After suffering concussion-like symptoms in a crash during qualifying at Pocono Raceway, Busch has missed the last five races and will not be able to return in time for the playoff opener: the Southern 500 at Darlington Raceway. Busch’s medical waiver would have allowed him to take a playoff spot regardless of his injury status, which would have kept another driver out of the playoffs even as Busch continued to miss time.
“In addition to not being cleared to return to racing, I know that I am not ready to be back in the car. I respect the sport of NASCAR, my fellow drivers and the fans too much to take up a playoff spot if I know I can’t compete for a championship this season,” read a statement by Busch. “The decision was not an easy one, but I know it is the right thing to do.”

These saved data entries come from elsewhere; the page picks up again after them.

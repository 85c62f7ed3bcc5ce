//! 应用主状态结构

use std::path::Path;

use dirmap_core::{DirectoryPane, FocusCursor, ListingResult, RuleListPanel, RuleRunner};

use super::OutputLog;
use crate::message::PaneSide;

/// 应用主状态
pub struct App {
    /// 是否应该退出
    pub should_quit: bool,

    /// 当前焦点区域
    pub focus: FocusCursor,

    /// 源目录面板
    pub source: DirectoryPane,

    /// 目标目录面板
    pub destination: DirectoryPane,

    /// 规则列表
    pub rules: RuleListPanel,

    /// 输出面板
    pub output: OutputLog,

    /// F9 触发的执行器
    pub runner: Box<dyn RuleRunner>,
}

impl App {
    /// 创建新的应用实例，任一面板无法打开都会失败
    pub fn new(
        source: &Path,
        destination: &Path,
        output_capacity: usize,
        runner: Box<dyn RuleRunner>,
    ) -> ListingResult<Self> {
        Ok(Self {
            should_quit: false,
            focus: FocusCursor::new(),
            source: DirectoryPane::create(source)?,
            destination: DirectoryPane::create(destination)?,
            rules: RuleListPanel::new(),
            output: OutputLog::new(output_capacity),
            runner,
        })
    }

    pub fn pane(&self, side: PaneSide) -> &DirectoryPane {
        match side {
            PaneSide::Source => &self.source,
            PaneSide::Destination => &self.destination,
        }
    }

    pub fn pane_mut(&mut self, side: PaneSide) -> &mut DirectoryPane {
        match side {
            PaneSide::Source => &mut self.source,
            PaneSide::Destination => &mut self.destination,
        }
    }
}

The implications of Busch’s withdrawal from the playoffs are massive, as it completely changes the dynamic of the playoff bubble heading into Saturday night’s Coke Zero Sugar 400 at Daytona and throws a lifeline to former Cup Series champion Martin Truex Jr.
Prior to Busch’s withdrawal, Ryan Blaney occupied the lone remaining playoff spot on points, with Truex 25 points below the cutoff line and in jeopardy of missing the playoffs. Now, Truex occupies the final playoff spot by 187 points over Erik Jones, putting both him and Blaney in position to qualify for the playoffs unless a new winner emerges at Daytona.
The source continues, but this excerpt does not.